The present defamation cannot be justified for the perception of legitimate interest or any other reasons and is not protected by the right to freedom of expression, which is restricted by the German Criminal Code. Employees are generally allowed to criticise their employer in public – even by exaggerated statements. However, the protection of honour guaranteed by criminal law must be observed.

In the individual case, the employer’s interest in an immediate termination outweighs the employee’s interest in observing the notice period. The employment relationship did not even exist for three days at the time of the incident, which means the plaintiff was not protected under the Protection Against Unfair Dismissal Act (Kündigungsschutzgesetz – KSchG). Furthermore, the plaintiff’s allegation was likely to undermine the managing director’s position, since the untrue defamatory allegation related to his father.

The employer may in principle be criticised in public by its employees.
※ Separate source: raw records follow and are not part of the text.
//! Namespace layout of a wallet store.
//!
//! ```text
//! paymentRequests          hash -> payment request bytes
//! payments                 8-byte BE sequence -> payment record bytes
//!   paymentsSyncInfo       lastSentPaymentTime, lastSettledIndex
//! account                  "account" -> account blob
//! swap_addresses           address -> JSON SwapAddressInfo
//! ```

use paystore_core::{NamespaceMut, StoreError, StoreResult, UpdateTx};

pub const PAYMENT_REQUESTS: &[u8] = b"paymentRequests";
pub const PAYMENTS: &[u8] = b"payments";
pub const PAYMENTS_SYNC_INFO: &[u8] = b"paymentsSyncInfo";
pub const ACCOUNT: &[u8] = b"account";
pub const SWAP_ADDRESSES: &[u8] = b"swap_addresses";

pub const ACCOUNT_KEY: &[u8] = b"account";
pub const LAST_SENT_PAYMENT_TIME: &[u8] = b"lastSentPaymentTime";
pub const LAST_SETTLED_INDEX: &[u8] = b"lastSettledIndex";

/// Error for a namespace the layout should have created.
pub(crate) fn missing(name: &[u8]) -> StoreError {
    StoreError::NamespaceNotFound { name: String::from_utf8_lossy(name).into_owned() }
}

/// Top-level namespace `name`, created if absent.
pub fn ensure_namespace<'tx>(tx: &'tx mut UpdateTx, name: &[u8]) -> StoreResult<NamespaceMut<'tx>> {
    tx.create_namespace_if_not_exists(name)
}

/// Namespace `child` nested in top-level `parent`, both created if absent.
pub fn ensure_nested_namespace<'tx>(
    tx: &'tx mut UpdateTx,
    parent: &[u8],
    child: &[u8],
) -> StoreResult<NamespaceMut<'tx>> {
    ensure_namespace(tx, parent)?.into_created_namespace(child)
}

/// Create every namespace a wallet store needs. Idempotent.
pub fn ensure_layout(tx: &mut UpdateTx) -> StoreResult<()> {
    ensure_namespace(tx, PAYMENT_REQUESTS)?;
    ensure_nested_namespace(tx, PAYMENTS, PAYMENTS_SYNC_INFO)?;
    ensure_namespace(tx, ACCOUNT)?;
    ensure_namespace(tx, SWAP_ADDRESSES)?;
    Ok(())
}

#[cfg(test)]
mod tests {
    use super::*;
    use paystore_core::{Config, Store};
    use tempfile::TempDir;

    fn create_test_store() -> (Store, TempDir) {
        let dir = TempDir::new().unwrap();
        let store = Store::open(dir.path().join("wallet.db"), Config::default()).unwrap();
        (store, dir)
    }

    #[test]
    fn test_layout_created() {
        let (store, _dir) = create_test_store();
        store.update(ensure_layout).unwrap();

        store
            .view(|tx| -> StoreResult<()> {
                for name in [PAYMENT_REQUESTS, PAYMENTS, ACCOUNT, SWAP_ADDRESSES] {
                    assert!(tx.namespace(name).is_some());
                }
                let payments = tx.namespace(PAYMENTS).unwrap();
                assert!(payments.namespace(PAYMENTS_SYNC_INFO).is_some());
                Ok(())
            })
            .unwrap();
    }

    #[test]
    fn test_layout_is_idempotent() {
        let (store, _dir) = create_test_store();
        store.update(ensure_layout).unwrap();
        let after_first = store.stats();

        store.update(ensure_layout).unwrap();
        assert_eq!(store.stats(), after_first, "second pass must not write");
        assert_eq!(after_first.namespaces, 5);
    }

    #[test]
    fn test_nested_handle_writes_into_child() {
        let (store, _dir) = create_test_store();
        store
            .update(|tx| ensure_nested_namespace(tx, PAYMENTS, PAYMENTS_SYNC_INFO)?.put(LAST_SETTLED_INDEX, &[0; 8]))
            .unwrap();

        store
            .view(|tx| -> StoreResult<()> {
                let payments = tx.namespace(PAYMENTS).unwrap();
                assert_eq!(payments.get(LAST_SETTLED_INDEX), None);
                let sync = payments.namespace(PAYMENTS_SYNC_INFO).unwrap();
                assert_eq!(sync.get(LAST_SETTLED_INDEX), Some(&[0u8; 8][..]));
                Ok(())
            })
            .unwrap();
    }
}
//! Store — the transactional handle over one store file.
//!
//! A Store combines the committed state (an `Arc<State>` behind an RwLock)
//! with the commit log (a `LogWriter` behind a Mutex).
//!
//! **Read path**: clone the `Arc` and read it lock-free for the whole view
//! **Write path**: hold the log Mutex, mutate a private copy, append one
//! entry, then publish the new `Arc` with a brief write lock
//! **Compaction**: rewrite the file as a single snapshot, on open when the
//! dead space passes the configured ratio or on demand

use std::fs;
use std::path::{Path, PathBuf};
use std::sync::Arc;

use parking_lot::{Mutex, RwLock};
use tracing::{debug, error, info, warn};

use crate::compaction::{compact_file, needs_compaction, CompactionResult};
use crate::config::Config;
use crate::error::{StoreError, StoreResult};
use crate::format::{Batch, EntryType};
use crate::log::{LogWriter, Recovery};
use crate::state::State;
use crate::tx::{UpdateTx, ViewTx};

/// Point-in-time size and shape of a store
#[derive(Debug, Clone, Copy, PartialEq, Eq)]
pub struct StoreStats {
    /// Bytes currently in the store file
    pub file_bytes: u64,
    /// Bytes the file would hold right after compaction
    pub live_bytes: u64,
    /// Id of the last committed transaction
    pub txid: u64,
    /// Number of namespaces, nested ones included
    pub namespaces: usize,
}

/// Embedded transactional store over a single file.
///
/// All public methods take `&self`, so a `Store` can be shared across
/// threads behind an `Arc`. Any number of view transactions run at once;
/// update transactions are serialized by the log Mutex.
pub struct Store {
    /// Last committed state; readers clone the Arc
    state: RwLock<Arc<State>>,
    /// Commit log; held for the whole of an update transaction
    log: Mutex<LogWriter>,
    /// Store file path
    path: PathBuf,
    config: Config,
}

impl Store {
    /// Open or create the store file at `path`.
    ///
    /// Takes an exclusive lock on the file, replays every intact entry and
    /// truncates a torn tail left by a crash. Fails with `Locked` when
    /// another handle already holds the file.
    pub fn open<P: AsRef<Path>>(path: P, config: Config) -> StoreResult<Self> {
        let path = path.as_ref().to_path_buf();
        Self::open_inner(path.clone(), config).map_err(|e| {
            error!(path = %path.display(), error = %e, "Failed to open store");
            e
        })
    }

    fn open_inner(path: PathBuf, config: Config) -> StoreResult<Self> {
        config.validate().map_err(StoreError::InvalidConfig)?;

        let (mut log, recovery) = LogWriter::open(&path)?;
        let replayed = recovery.entries.len();
        let state = replay(recovery, &path)?;

        let file_bytes = log.current_size();
        if needs_compaction(file_bytes, state.live_bytes(), &config) {
            match compact_file(&path, &state, file_bytes) {
                Ok((writer, result)) => {
                    debug!(
                        path = %path.display(),
                        original_bytes = result.original_bytes,
                        compacted_bytes = result.compacted_bytes,
                        "Compacted store on open"
                    );
                    log = writer;
                }
                Err(e) => warn!(path = %path.display(), error = %e, "Compaction on open failed, continuing"),
            }
        }

        info!(
            path = %path.display(),
            txid = state.txid,
            namespaces = state.namespace_count(),
            entries = replayed,
            "Opened store"
        );

        Ok(Self {
            state: RwLock::new(Arc::new(state)),
            log: Mutex::new(log),
            path,
            config,
        })
    }

    /// Run `f` against a consistent snapshot of the committed state.
    ///
    /// The snapshot does not change while `f` runs, even if updates commit
    /// on other threads in the meantime.
    pub fn view<T, E, F>(&self, f: F) -> Result<T, E>
    where
        F: FnOnce(&ViewTx) -> Result<T, E>,
    {
        let snapshot = Arc::clone(&self.state.read());
        let tx = ViewTx::new(snapshot);
        f(&tx)
    }

    /// Run `f` as a read-write transaction.
    ///
    /// WRITE ORDERING (the fundamental contract):
    /// 1. `f` mutates a private working copy
    /// 2. On `Ok`, the recorded ops are appended as one log entry
    ///    (durable when `sync_on_commit` is set)
    /// 3. Only then is the working copy published to readers
    ///
    /// On `Err` from `f`, or a failed append, nothing is written and readers
    /// keep seeing the previous state. A transaction that changed nothing
    /// commits without touching the file.
    pub fn update<T, E, F>(&self, f: F) -> Result<T, E>
    where
        F: FnOnce(&mut UpdateTx) -> Result<T, E>,
        E: From<StoreError>,
    {
        let mut log = self.log.lock();
        let base = State::clone(&self.state.read());
        let mut tx = UpdateTx::new(base, &self.config);

        let out = match f(&mut tx) {
            Ok(out) => out,
            Err(e) => {
                debug!(txid = tx.txid(), pending_ops = tx.pending_ops(), "Update rolled back");
                return Err(e);
            }
        };

        let (state, ops) = tx.finish();
        if ops.is_empty() {
            return Ok(out);
        }

        let batch = Batch { entry_type: EntryType::Commit, txid: state.txid, ops };
        log.append(&batch, self.config.sync_on_commit)?;
        debug!(txid = batch.txid, ops = batch.ops.len(), "Committed transaction");
        *self.state.write() = Arc::new(state);
        Ok(out)
    }

    /// Force buffered commits to persistent storage.
    ///
    /// Only needed when `sync_on_commit` is disabled.
    pub fn sync(&self) -> StoreResult<()> {
        self.log.lock().sync()
    }

    /// Rewrite the store file so it holds only live state.
    pub fn compact(&self) -> StoreResult<CompactionResult> {
        let mut log = self.log.lock();
        let state = Arc::clone(&self.state.read());
        let (writer, result) = compact_file(&self.path, &state, log.current_size())?;
        *log = writer;
        debug!(
            path = %self.path.display(),
            original_bytes = result.original_bytes,
            compacted_bytes = result.compacted_bytes,
            "Compacted store"
        );
        Ok(result)
    }

    /// Current file size, live size and shape of the store.
    pub fn stats(&self) -> StoreStats {
        let log = self.log.lock();
        let state = self.state.read();
        StoreStats {
            file_bytes: log.current_size(),
            live_bytes: state.live_bytes(),
            txid: state.txid,
            namespaces: state.namespace_count(),
        }
    }

    /// Path of the store file.
    pub fn path(&self) -> &Path {
        &self.path
    }

    /// Configuration the store was opened with.
    pub fn config(&self) -> &Config {
        &self.config
    }

    /// Sync and release the store file.
    pub fn close(self) -> StoreResult<()> {
        self.log.lock().sync()?;
        info!(path = %self.path.display(), "Closed store");
        Ok(())
    }

    /// Close the store, then remove its file.
    pub fn delete(self) -> StoreResult<()> {
        let path = self.path.clone();
        self.close()?;
        fs::remove_file(&path).map_err(|e| StoreError::io_at(&path, "Failed to remove store file", e))?;
        info!(path = %path.display(), "Deleted store");
        Ok(())
    }
}

impl std::fmt::Debug for Store {
    fn fmt(&self, f: &mut std::fmt::Formatter<'_>) -> std::fmt::Result {
        f.debug_struct("Store")
            .field("path", &self.path)
            .field("txid", &self.state.read().txid)
            .finish()
    }
}

/// Fold recovered entries into a state.
///
/// A snapshot entry is only valid as the first entry of a file, and commit
/// ids must strictly increase. Anything else means the file was not written
/// by this engine.
fn replay(recovery: Recovery, path: &Path) -> StoreResult<State> {
    let mut state = State::new();

    for entry in recovery.entries {
        let corrupted = |reason: String| StoreError::Corrupted { path: path.to_path_buf(), offset: entry.offset, reason };
        let batch = entry.batch;

        match batch.entry_type {
            EntryType::Snapshot if !state.is_pristine() => {
                return Err(corrupted("snapshot entry after other entries".to_string()));
            }
            EntryType::Commit if batch.txid <= state.txid => {
                return Err(corrupted(format!(
                    "transaction id {} does not follow {}",
                    batch.txid, state.txid
                )));
            }
            _ => {}
        }

        for op in &batch.ops {
            state.apply(op).map_err(|e| corrupted(format!("entry does not apply: {}", e)))?;
        }
        state.txid = batch.txid;
    }

    Ok(state)
}
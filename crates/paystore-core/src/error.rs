//! Error types for Paystore operations
//!
//! All engine errors are represented by the StoreError enum, which carries
//! enough context (paths, offsets, sizes) to diagnose a bad store file.

use std::path::PathBuf;

use thiserror::Error;

/// Paystore error types with detailed context
#[derive(Error, Debug, Clone)]
pub enum StoreError {
    /// I/O operation failed
    #[error("I/O error{}: {message} ({kind})", fmt_path(.path))]
    Io {
        /// The file path where the error occurred
        path: Option<PathBuf>,
        /// The underlying I/O error kind
        kind: std::io::ErrorKind,
        /// Human-readable description
        message: String,
    },

    /// The store file is not a file this engine can read
    #[error("Store file {} corrupted at offset {offset}: {reason}", .path.display())]
    Corrupted {
        /// Path to the corrupted file
        path: PathBuf,
        /// Byte offset where corruption was detected
        offset: u64,
        /// Description of the corruption
        reason: String,
    },

    /// Checksum verification failed
    #[error("Checksum mismatch in {} at offset {offset}: expected 0x{expected:08x}, got 0x{actual:08x}", .path.display())]
    ChecksumMismatch {
        /// File where checksum failed
        path: PathBuf,
        /// Expected checksum value
        expected: u32,
        /// Actual checksum computed
        actual: u32,
        /// Byte offset of the corrupted data
        offset: u64,
    },

    /// Torn write detected (partial write at end of file)
    #[error("Torn write in {} at offset {offset}: expected {expected_size} bytes, only {available_bytes} available", .path.display())]
    TornWrite {
        /// File with torn write
        path: PathBuf,
        /// Expected entry size
        expected_size: u32,
        /// Actual bytes available
        available_bytes: u64,
        /// Offset where torn write begins
        offset: u64,
    },

    /// Magic bytes not found at expected location
    #[error("Magic bytes not found in {} at offset {offset}: found {}", .path.display(), hex4(.found_bytes))]
    NoMagicFound {
        /// File being read
        path: PathBuf,
        /// Offset where magic was expected
        offset: u64,
        /// Bytes actually found
        found_bytes: [u8; 4],
    },

    /// Entry size exceeds maximum allowed
    #[error("Entry {component} too large: {entry_size} bytes exceeds limit of {max_size} bytes")]
    OversizedEntry {
        /// Size of the oversized entry
        entry_size: u64,
        /// Maximum allowed size
        max_size: u64,
        /// Whether it's the key or value that's oversized
        component: String,
    },

    /// Zero-length keys are not addressable
    #[error("Key must not be empty")]
    EmptyKey,

    /// A namespace the caller relies on was never created
    #[error("Namespace not found: {name}")]
    NamespaceNotFound {
        /// Lossy rendering of the namespace name
        name: String,
    },

    /// A key was used as a record where a nested namespace lives, or vice versa
    #[error("Incompatible value at key {key}: record and nested namespace share a key")]
    IncompatibleValue {
        /// Lossy rendering of the key
        key: String,
    },

    /// Another live handle holds the store file
    #[error("Store file {} is locked by another handle", .path.display())]
    Locked {
        /// Path of the locked store file
        path: PathBuf,
    },

    /// Configuration failed validation
    #[error("Invalid configuration: {0}")]
    InvalidConfig(String),
}

impl StoreError {
    /// Wrap an I/O error with the path it happened on.
    pub(crate) fn io_at(path: &std::path::Path, message: &str, err: std::io::Error) -> Self {
        StoreError::Io {
            path: Some(path.to_path_buf()),
            kind: err.kind(),
            message: format!("{}: {}", message, err),
        }
    }

    /// True for the errors that describe a damaged store file.
    pub fn is_corruption(&self) -> bool {
        matches!(
            self,
            StoreError::Corrupted { .. }
                | StoreError::ChecksumMismatch { .. }
                | StoreError::TornWrite { .. }
                | StoreError::NoMagicFound { .. }
        )
    }
}

fn fmt_path(path: &Option<PathBuf>) -> String {
    match path {
        Some(path) => format!(" in {}", path.display()),
        None => String::new(),
    }
}

fn hex4(bytes: &[u8; 4]) -> String {
    format!("{:02x}{:02x}{:02x}{:02x}", bytes[0], bytes[1], bytes[2], bytes[3])
}

/// Convert std::io::Error to StoreError::Io
impl From<std::io::Error> for StoreError {
    fn from(err: std::io::Error) -> Self {
        StoreError::Io {
            path: None,
            kind: err.kind(),
            message: err.to_string(),
        }
    }
}

/// Result type alias for Paystore operations
pub type StoreResult<T> = Result<T, StoreError>;
//! Game version probing.
//! Reads the launcher settings file under the Steam installation tree to
//! discover the currently installed game version.

use log::{debug, info};
use regex::Regex;
use std::path::Path;

use crate::error::{Error, Result};

/// Relative path of the launcher settings file under the Steam root.
pub const LAUNCHER_SETTINGS: &[&str] =
    &["steamapps", "common", "Crusader Kings III", "launcher", "launcher-settings.json"];

/// Version information read from the launcher settings file.
#[derive(Debug, Clone, PartialEq, Eq)]
pub struct GameVersion {
    /// Version string exactly as the launcher reports it
    pub full_version: String,
    /// Dotted numeric version extracted from the full string, or the full
    /// string when no dotted version is present
    pub version_numbers: String,
}

/// Probes the installed game version.
///
/// # Errors
/// * [`Error::LauncherSettingsNotFound`] when the settings file is absent
///   (recoverable; callers substitute a placeholder version)
/// * [`Error::LauncherSettingsInvalid`] when the file is not valid JSON or
///   carries no version field
pub fn probe_game_version<P: AsRef<Path>>(steam_path: P) -> Result<GameVersion> {
    let mut settings_path = steam_path.as_ref().to_path_buf();
    for part in LAUNCHER_SETTINGS {
        settings_path.push(part);
    }

    debug!("Checking launcher settings at: {}", settings_path.display());

    if !settings_path.exists() {
        return Err(Error::LauncherSettingsNotFound {
            path: settings_path.display().to_string(),
        });
    }

    let content = std::fs::read_to_string(&settings_path).map_err(Error::IoError)?;
    let settings: serde_json::Value = serde_json::from_str(&content)
        .map_err(|e| Error::LauncherSettingsInvalid(e.to_string()))?;

    // "version" is current; "rawVersion" covers older launcher releases.
    let full_version = settings
        .get("version")
        .or_else(|| settings.get("rawVersion"))
        .and_then(|v| v.as_str())
        .ok_or_else(|| {
            Error::LauncherSettingsInvalid("no version field in launcher settings".to_string())
        })?
        .to_string();

    let version_numbers = extract_version_numbers(&full_version);
    info!("Detected game version: {full_version} ({version_numbers})");

    Ok(GameVersion { full_version, version_numbers })
}

/// Extracts a four-part dotted numeric version from the full version string,
/// falling back to the full string when no match is found.
pub fn extract_version_numbers(full_version: &str) -> String {
    let pattern = Regex::new(r"(\d+\.\d+\.\d+\.\d+)").unwrap();
    pattern
        .captures(full_version)
        .and_then(|captures| captures.get(1))
        .map(|m| m.as_str().to_string())
        .unwrap_or_else(|| full_version.to_string())
}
Criticism does not automatically justify dismissals or other disadvantageous consequences for the employees. However, limits are reached where statements, criticism and allegations fulfil criminal offences or seriously violate the employer’s or other employee’s honour and reputation. In such cases, the employer can take legal measures from warnings to extraordinary termination without notice in order to protect its own interests. Additionally, the employer may even be obliged to intervene in the interest and in particular for the protection of its employees. Furthermore, the employer does not have to accept the undermining of the position of a superior.